• PROBLEM DETAILS:
Note each line in the data below that holds "tracing", and copy it.

[Saved entries]
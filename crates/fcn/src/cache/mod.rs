//! # Module / Weight Caches
//!
//! * [`disk`] - the on-disk read-through download cache.
//! * [`weights`] - pretrained weights descriptors.
//! * [`prefabs`] - named, well-known model configs.

pub mod disk;
pub mod prefabs;
pub mod weights;
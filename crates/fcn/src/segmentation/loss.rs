//! # Per-Pixel Loss

use bimm_contracts::{ShapeContract, shape_contract};
use burn::prelude::{Backend, Int, Tensor};
use burn::tensor::activation::log_softmax;

/// Flatten ``[batch, classes, height, width]`` logits to per-pixel rows.
///
/// # Returns
///
/// ``[batch * height * width, classes]``, in ``(batch, y, x)`` row order.
pub fn flatten_pixels<B: Backend>(logits: Tensor<B, 4>) -> Tensor<B, 2> {
    let [batch, classes, height, width] = logits.dims();
    logits
        .permute([0, 2, 3, 1])
        .reshape([batch * height * width, classes])
}

/// Flatten ``[batch, height, width]`` labels, matching [`flatten_pixels`].
pub fn flatten_labels<B: Backend>(labels: Tensor<B, 3, Int>) -> Tensor<B, 1, Int> {
    let [batch, height, width] = labels.dims();
    labels.reshape([batch * height * width])
}

/// Mean cross entropy over labeled pixels.
///
/// # Arguments
///
/// - `logits`: ``[batch, classes, height, width]``.
/// - `targets`: ``[batch, height, width]`` class labels.
/// - `ignore_index`: a label excluded from the loss, if any.
///
/// # Returns
///
/// A ``[1]`` loss; zero when every pixel is ignored.
pub fn pixel_cross_entropy<B: Backend>(
    logits: Tensor<B, 4>,
    targets: Tensor<B, 3, Int>,
    ignore_index: Option<usize>,
) -> Tensor<B, 1> {
    let [batch, _, height, width] = logits.dims();
    static TARGETS_CONTRACT: ShapeContract = shape_contract!["batch", "height", "width"];
    TARGETS_CONTRACT.assert_shape(
        &targets,
        &[("batch", batch), ("height", height), ("width", width)],
    );

    let log_probs = log_softmax(flatten_pixels(logits), 1);
    let targets = flatten_labels(targets);

    let (targets, weights) = match ignore_index {
        Some(ignore) => {
            let ignored = targets.clone().equal_elem(ignore as i64);
            let weights = ignored.clone().bool_not().float();
            // The ignore label may be out of class range; gather needs a valid index.
            (targets.mask_fill(ignored, 0), weights)
        }
        None => {
            let weights = targets.ones_like().float();
            (targets, weights)
        }
    };

    let picked: Tensor<B, 1> = log_probs
        .gather(1, targets.unsqueeze_dim(1))
        .squeeze::<1>(1);

    let count = weights.clone().sum().clamp_min(1.0);
    (picked * weights).sum().neg() / count
}

#[cfg(test)]
mod tests {
    use super::*;
    use burn::backend::NdArray;
    use burn::nn::loss::CrossEntropyLossConfig;
    use burn::prelude::TensorData;
    use burn::tensor::Distribution;
    use hamcrest::prelude::*;

    type B = NdArray<f32>;

    #[test]
    fn test_flatten_pixels() {
        let device = Default::default();
        let logits: Tensor<B, 4> = Tensor::arange(0..24, &device)
            .float()
            .reshape([2, 3, 2, 2]);

        let flat = flatten_pixels(logits);
        assert_eq!(flat.dims(), [8, 3]);

        // batch 0, pixel (0, 1): channels at offsets 1, 5, 9.
        flat.clone()
            .slice([1..2, 0..3])
            .to_data()
            .assert_eq(&TensorData::from([[1.0f32, 5.0, 9.0]]), true);
        // batch 1, pixel (1, 0): 12 + 2.
        flat.slice([6..7, 0..3])
            .to_data()
            .assert_eq(&TensorData::from([[14.0f32, 18.0, 22.0]]), true);
    }

    #[test]
    fn test_matches_burn_cross_entropy() {
        let device = Default::default();
        let logits: Tensor<B, 4> = Tensor::random([2, 4, 3, 5], Distribution::Default, &device);
        let targets: Tensor<B, 3, Int> =
            Tensor::random([2, 3, 5], Distribution::Uniform(0.0, 4.0), &device);

        let expected = CrossEntropyLossConfig::new()
            .init(&device)
            .forward(flatten_pixels(logits.clone()), flatten_labels(targets.clone()))
            .into_scalar();
        let actual = pixel_cross_entropy(logits, targets, None).into_scalar();

        assert_that!(actual as f64, close_to(expected as f64, 1e-5));
    }

    #[test]
    fn test_ignore_index() {
        let device = Default::default();
        let logits: Tensor<B, 4> = Tensor::random([1, 3, 2, 2], Distribution::Default, &device);

        // Only the first pixel is labeled.
        let targets: Tensor<B, 3, Int> =
            Tensor::from_data([[[2, 255], [255, 255]]], &device);
        let actual = pixel_cross_entropy(logits.clone(), targets, Some(255)).into_scalar();

        let first = flatten_pixels(logits).slice([0..1, 0..3]);
        let expected = -log_softmax(first, 1).slice([0..1, 2..3]).into_scalar();
        assert_that!(actual as f64, close_to(expected as f64, 1e-5));
    }

    #[test]
    fn test_all_ignored_is_zero() {
        let device = Default::default();
        let logits: Tensor<B, 4> = Tensor::random([1, 3, 2, 2], Distribution::Default, &device);
        let targets: Tensor<B, 3, Int> = Tensor::full([1, 2, 2], 255, &device);

        let loss = pixel_cross_entropy(logits, targets, Some(255)).into_scalar();
        assert_eq!(loss, 0.0);
    }
}
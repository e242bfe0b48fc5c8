//! # The `ResNet` Downsample Implementation.
//!
//! Projects the residual shortcut with a strided 1x1 conv and a norm,
//! wherever a block changes resolution or width.

use crate::layers::blocks::conv_norm::{ConvNorm2d, ConvNorm2dConfig, ConvNorm2dMeta};
use crate::models::resnet::util::stride_div_output_resolution;
use bimm_contracts::{ShapeContract, shape_contract};
use burn::nn::PaddingConfig2d;
use burn::nn::conv::Conv2dConfig;
use burn::prelude::{Backend, Config, Module, Tensor};

/// [`ResNetDownsample`] Meta trait.
pub trait ResNetDownsampleMeta {
    /// The size of the in channels dimension.
    fn in_channels(&self) -> usize;

    /// The size of the out channels dimension.
    fn out_channels(&self) -> usize;

    /// The stride of the downsample layer.
    fn stride(&self) -> usize;

    /// Get the output resolution for a given input resolution.
    ///
    /// # Panics
    ///
    /// If the input resolution is not a multiple of the stride.
    fn output_resolution(
        &self,
        input_resolution: [usize; 2],
    ) -> [usize; 2] {
        stride_div_output_resolution(input_resolution, self.stride())
    }
}

/// [`ResNetDownsample`] configuration.
#[derive(Config, Debug)]
pub struct ResNetDownsampleConfig {
    /// The size of the in channels dimension.
    pub in_channels: usize,

    /// The size of the out channels dimension.
    pub out_channels: usize,

    /// The stride of the downsample layer.
    #[config(default = 1)]
    pub stride: usize,
}

impl ResNetDownsampleMeta for ResNetDownsampleConfig {
    fn in_channels(&self) -> usize {
        self.in_channels
    }

    fn out_channels(&self) -> usize {
        self.out_channels
    }

    fn stride(&self) -> usize {
        self.stride
    }
}

impl ResNetDownsampleConfig {
    /// Initialize a [`ResNetDownsample`] `Module`.
    pub fn init<B: Backend>(
        &self,
        device: &B::Device,
    ) -> ResNetDownsample<B> {
        let config: ConvNorm2dConfig =
            Conv2dConfig::new([self.in_channels, self.out_channels], [1, 1])
                .with_stride([self.stride, self.stride])
                .with_padding(PaddingConfig2d::Explicit(0, 0))
                .with_bias(false)
                .into();

        ResNetDownsample {
            conv_norm: config.init(device),
        }
    }
}

/// Shortcut projection; maps
/// ``[batch, in_channels, out_height*stride, out_width*stride]`` to
/// ``[batch, out_channels, out_height, out_width]``.
#[derive(Module, Debug)]
pub struct ResNetDownsample<B: Backend> {
    /// Embedded conv/norm.
    pub conv_norm: ConvNorm2d<B>,
}

impl<B: Backend> ResNetDownsampleMeta for ResNetDownsample<B> {
    fn in_channels(&self) -> usize {
        self.conv_norm.in_channels()
    }

    fn out_channels(&self) -> usize {
        self.conv_norm.out_channels()
    }

    fn stride(&self) -> usize {
        self.conv_norm.stride()[0]
    }
}

impl<B: Backend> ResNetDownsample<B> {
    /// Forward pass.
    pub fn forward(
        &self,
        input: Tensor<B, 4>,
    ) -> Tensor<B, 4> {
        static INPUT_CONTRACT: ShapeContract = shape_contract![
            "batch",
            "in_channels",
            "in_height" = "out_height" * "stride",
            "in_width" = "out_width" * "stride",
        ];
        INPUT_CONTRACT.assert_shape(
            &input,
            &[
                ("in_channels", self.in_channels()),
                ("stride", self.stride())
            ],
        );

        self.conv_norm.forward(input)
    }
}
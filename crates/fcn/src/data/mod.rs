//! # Segmentation Data
//!
//! * [`item`] - the [`SegmentationItem`] image / mask pair.
//! * [`shapes`] - a synthetic, seeded shapes dataset.
//! * [`batcher`] - burn batching with ImageNet normalization.
//! * [`images`] - image and mask file I/O.

pub mod batcher;
pub mod images;
pub mod item;
pub mod shapes;

pub use batcher::{SegmentationBatch, SegmentationBatcher};
pub use item::{IGNORE_INDEX, SegmentationItem};
pub use shapes::{ShapesDataset, ShapesDatasetConfig};
//! Common low-level modules and operations for FCN heads and backbones.
pub mod align;
pub mod blocks;
pub mod conv_shape;
pub mod convolutionalize;
pub mod upsample;
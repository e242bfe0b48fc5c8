//! # Pretrained FCN Backbones
//!
//! Loads torchvision ImageNet weights into an [`Fcn`] backbone. For the
//! `AlexNet` and `VGG` families, the ``fc6`` / ``fc7`` classifier weights
//! are also convolutionalized into the head when the head matches the
//! classifier geometry.

use crate::layers::blocks::conv_act::ConvAct2d;
use crate::layers::convolutionalize::linear_weights_into_conv2d;
use crate::models::alexnet::pytorch::load_alexnet_pytorch_weights;
use crate::models::fcn::backbone::Backbone;
use crate::models::fcn::fcn_model::Fcn;
use crate::models::fcn::head::FcnHead;
use crate::models::resnet::pytorch::load_resnet_pytorch_weights;
use crate::models::vgg::pytorch::load_vgg_pytorch_weights;
use burn::nn::LinearRecord;
use burn::prelude::Backend;
use std::path::PathBuf;

/// Convolutionalize one classifier layer into a head block.
fn load_classifier_layer<B: Backend>(
    linear: LinearRecord<B>,
    block: ConvAct2d<B>,
) -> anyhow::Result<ConvAct2d<B>> {
    let conv = linear_weights_into_conv2d(
        linear.weight.val(),
        linear.bias.map(|b| b.val()),
        block.conv,
    )?;
    Ok(ConvAct2d { conv, ..block })
}

/// Convolutionalize ``[fc6, fc7]`` classifier records into a head.
///
/// On any geometry mismatch the head is returned unchanged, with a warning.
pub fn load_classifier_into_head<B: Backend>(
    linears: Vec<LinearRecord<B>>,
    head: FcnHead<B>,
) -> FcnHead<B> {
    let mut linears = linears.into_iter();
    let (Some(fc6), Some(fc7)) = (linears.next(), linears.next()) else {
        tracing::warn!("classifier weights missing; keeping fresh head");
        return head;
    };
    let Some(fc7_block) = head.fc7.clone() else {
        tracing::warn!("head has no fc7; keeping fresh head");
        return head;
    };

    let loaded = load_classifier_layer(fc6, head.fc6.clone()).and_then(|fc6| {
        let fc7 = load_classifier_layer(fc7, fc7_block)?;
        Ok(FcnHead {
            fc6,
            fc7: Some(fc7),
        })
    });

    match loaded {
        Ok(head) => {
            tracing::info!("convolutionalized fc6/fc7 into the head");
            head
        }
        Err(err) => {
            tracing::warn!(%err, "classifier does not fit the head; keeping fresh head");
            head
        }
    }
}

impl<B: Backend> Fcn<B> {
    /// Load torchvision ImageNet weights into the backbone.
    ///
    /// # Arguments
    ///
    /// - `path`: a torchvision ``.pth`` file for the backbone family.
    pub fn load_pretrained_backbone(
        self,
        path: PathBuf,
    ) -> anyhow::Result<Self> {
        tracing::info!(path = %path.display(), "loading pretrained backbone");

        let (backbone, head) = match self.backbone {
            Backbone::AlexNet(backbone) => {
                let (backbone, linears) = load_alexnet_pytorch_weights(backbone, path)?;
                (
                    Backbone::AlexNet(backbone),
                    load_classifier_into_head(linears, self.head),
                )
            }
            Backbone::Vgg(backbone) => {
                let (backbone, linears) = load_vgg_pytorch_weights(backbone, path)?;
                (
                    Backbone::Vgg(backbone),
                    load_classifier_into_head(linears, self.head),
                )
            }
            Backbone::ResNet(backbone) => (
                Backbone::ResNet(load_resnet_pytorch_weights(backbone, path)?),
                self.head,
            ),
        };

        Ok(Fcn {
            backbone,
            head,
            ..self
        })
    }
}
//! # Well-Known FCN Configs
//!
//! The classic FCN configurations, each paired with the torchvision
//! ImageNet weights for its backbone. All prefabs score the 21
//! PASCAL VOC classes; use [`Fcn::with_classes`] for other label sets.

use crate::cache::disk::DiskCacheConfig;
use crate::cache::prefabs::{StaticPreFabConfig, StaticPreFabMap};
use crate::cache::weights::{StaticPretrainedWeightsDescriptor, StaticPretrainedWeightsMap};
use crate::models::alexnet::AlexNetConfig;
use crate::models::fcn::{Fcn, FcnConfig, FcnVariant};
use crate::models::resnet::ResNetConfig;
use crate::models::vgg::VggConfig;
use burn::prelude::Backend;

/// PASCAL VOC class count (20 objects + background).
pub const VOC_NUM_CLASSES: usize = 21;

/// Name of the torchvision ImageNet weights in each prefab.
pub const TORCHVISION_IN1K: &str = "tv_in1k";

static ALEXNET_TV_WEIGHTS: StaticPretrainedWeightsMap = StaticPretrainedWeightsMap {
    items: &[&StaticPretrainedWeightsDescriptor {
        name: TORCHVISION_IN1K,
        description: "AlexNet pretrained on ImageNet",
        license: Some("bsd-3-clause"),
        origin: Some("https://github.com/pytorch/vision"),
        urls: &["https://download.pytorch.org/models/alexnet-owt-7be5be79.pth"],
    }],
};

static VGG16_TV_WEIGHTS: StaticPretrainedWeightsMap = StaticPretrainedWeightsMap {
    items: &[&StaticPretrainedWeightsDescriptor {
        name: TORCHVISION_IN1K,
        description: "VGG-16 pretrained on ImageNet",
        license: Some("bsd-3-clause"),
        origin: Some("https://github.com/pytorch/vision"),
        urls: &["https://download.pytorch.org/models/vgg16-397923af.pth"],
    }],
};

static VGG16_BN_TV_WEIGHTS: StaticPretrainedWeightsMap = StaticPretrainedWeightsMap {
    items: &[&StaticPretrainedWeightsDescriptor {
        name: TORCHVISION_IN1K,
        description: "VGG-16-BN pretrained on ImageNet",
        license: Some("bsd-3-clause"),
        origin: Some("https://github.com/pytorch/vision"),
        urls: &["https://download.pytorch.org/models/vgg16_bn-6c64b313.pth"],
    }],
};

static RESNET18_TV_WEIGHTS: StaticPretrainedWeightsMap = StaticPretrainedWeightsMap {
    items: &[&StaticPretrainedWeightsDescriptor {
        name: TORCHVISION_IN1K,
        description: "ResNet-18 pretrained on ImageNet",
        license: Some("bsd-3-clause"),
        origin: Some("https://github.com/pytorch/vision"),
        urls: &["https://download.pytorch.org/models/resnet18-f37072fd.pth"],
    }],
};

static RESNET50_TV_WEIGHTS: StaticPretrainedWeightsMap = StaticPretrainedWeightsMap {
    items: &[&StaticPretrainedWeightsDescriptor {
        name: TORCHVISION_IN1K,
        description: "ResNet-50 pretrained on ImageNet",
        license: Some("bsd-3-clause"),
        origin: Some("https://github.com/pytorch/vision"),
        urls: &["https://download.pytorch.org/models/resnet50-0676ba61.pth"],
    }],
};

/// Well-known [`FcnConfig`]s.
pub static PREFAB_FCN_MAP: StaticPreFabMap<FcnConfig> = StaticPreFabMap {
    name: "fcn",
    description: "Well-known FCN configs",
    items: &[
        &StaticPreFabConfig {
            name: "fcn32s_alexnet",
            description: "FCN-32s over the AlexNet features",
            builder: || {
                FcnConfig::from_backbone(AlexNetConfig::new(), VOC_NUM_CLASSES)
                    .with_variant(FcnVariant::Fcn32s)
            },
            weights: Some(&ALEXNET_TV_WEIGHTS),
        },
        &StaticPreFabConfig {
            name: "fcn32s_vgg16",
            description: "FCN-32s over VGG-16",
            builder: || {
                FcnConfig::from_backbone(VggConfig::vgg16(), VOC_NUM_CLASSES)
                    .with_variant(FcnVariant::Fcn32s)
            },
            weights: Some(&VGG16_TV_WEIGHTS),
        },
        &StaticPreFabConfig {
            name: "fcn16s_vgg16",
            description: "FCN-16s over VGG-16; fuses pool4",
            builder: || {
                FcnConfig::from_backbone(VggConfig::vgg16(), VOC_NUM_CLASSES)
                    .with_variant(FcnVariant::Fcn16s)
            },
            weights: Some(&VGG16_TV_WEIGHTS),
        },
        &StaticPreFabConfig {
            name: "fcn8s_vgg16",
            description: "FCN-8s over VGG-16; fuses pool4 and pool3",
            builder: || FcnConfig::from_backbone(VggConfig::vgg16(), VOC_NUM_CLASSES),
            weights: Some(&VGG16_TV_WEIGHTS),
        },
        &StaticPreFabConfig {
            name: "fcn8s_vgg16_bn",
            description: "FCN-8s over VGG-16 with batch norm",
            builder: || {
                FcnConfig::from_backbone(VggConfig::vgg16().with_batch_norm(true), VOC_NUM_CLASSES)
            },
            weights: Some(&VGG16_BN_TV_WEIGHTS),
        },
        &StaticPreFabConfig {
            name: "fcn8s_resnet18",
            description: "FCN-8s over ResNet-18 at output stride 32",
            builder: || FcnConfig::from_backbone(ResNetConfig::resnet18(), VOC_NUM_CLASSES),
            weights: Some(&RESNET18_TV_WEIGHTS),
        },
        &StaticPreFabConfig {
            name: "fcn8s_resnet50",
            description: "FCN over ResNet-50 dilated to output stride 8",
            builder: || FcnConfig::resnet50(VOC_NUM_CLASSES),
            weights: Some(&RESNET50_TV_WEIGHTS),
        },
    ],
};

/// Build a prefab [`Fcn`] and load its pretrained backbone.
///
/// # Arguments
///
/// - `name`: the prefab name in [`PREFAB_FCN_MAP`].
/// - `weights`: the weights name; defaults to [`TORCHVISION_IN1K`].
/// - `num_classes`: optional class count override.
/// - `disk_cache`: the weights cache.
/// - `device`: the target device.
pub fn load_pretrained_prefab<B: Backend>(
    name: &str,
    weights: Option<&str>,
    num_classes: Option<usize>,
    disk_cache: &DiskCacheConfig,
    device: &B::Device,
) -> anyhow::Result<Fcn<B>> {
    let prefab = PREFAB_FCN_MAP.try_lookup_prefab(name)?;
    let descriptor = prefab
        .try_weights()?
        .try_lookup_by_name(weights.unwrap_or(TORCHVISION_IN1K))?;

    let mut config = prefab.new_config();
    if let Some(num_classes) = num_classes {
        config.num_classes = num_classes;
    }
    config.try_validate().map_err(anyhow::Error::msg)?;

    let path = descriptor.fetch_weights_to_disk_cache(disk_cache)?;
    tracing::info!(prefab = name, weights = %descriptor.name, "building pretrained fcn");

    config.init::<B>(device).load_pretrained_backbone(path)
}

#[cfg(test)]
mod tests {
    use super::*;
    use crate::models::backbone::BackboneMeta;
    use crate::models::fcn::BackboneConfig;

    #[test]
    fn test_prefabs_are_valid() {
        for name in PREFAB_FCN_MAP.names() {
            let prefab = PREFAB_FCN_MAP.expect_lookup_prefab(name);
            let config = prefab.new_config();
            config.expect_valid();
            assert_eq!(config.num_classes, VOC_NUM_CLASSES);

            let weights = prefab.try_weights().unwrap();
            let descriptor = weights.expect_lookup_by_name(TORCHVISION_IN1K);
            assert!(descriptor.urls[0].ends_with(".pth"));
        }
    }

    #[test]
    fn test_prefab_shapes() {
        let config = PREFAB_FCN_MAP
            .expect_lookup_prefab("fcn16s_vgg16")
            .new_config();
        assert_eq!(config.variant, FcnVariant::Fcn16s);
        assert_eq!(config.head.kernel_size, 7);
        assert_eq!(config.head.hidden_channels, 4096);

        let config = PREFAB_FCN_MAP
            .expect_lookup_prefab("fcn8s_resnet50")
            .new_config();
        assert_eq!(config.backbone.size_divisor(), 8);
        assert!(matches!(config.backbone, BackboneConfig::ResNet(_)));
        assert_eq!(config.head.in_channels, 2048);

        let config = PREFAB_FCN_MAP
            .expect_lookup_prefab("fcn32s_alexnet")
            .new_config();
        assert_eq!(config.head.kernel_size, 6);
        assert_eq!(config.upsample_factors(), [None, None, Some(32)]);
    }

    #[test]
    fn test_unknown_prefab() {
        let err = load_pretrained_prefab::<burn::backend::NdArray<f32>>(
            "fcn4s_vgg16",
            None,
            None,
            &DiskCacheConfig::default(),
            &Default::default(),
        )
        .unwrap_err();
        assert!(err.to_string().contains("fcn8s_vgg16"));
    }
}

• WRITTEN REPLY:
        tracing::warn!("classifier weights missing; keeping fresh head");
        tracing::warn!("head has no fc7; keeping fresh head");
            tracing::info!("convolutionalized fc6/fc7 into the head");
            tracing::warn!(%err, "classifier does not fit the head; keeping fresh head");
        tracing::info!(path = %path.display(), "loading pretrained backbone");
    tracing::info!(prefab = name, weights = %descriptor.name, "building pretrained fcn");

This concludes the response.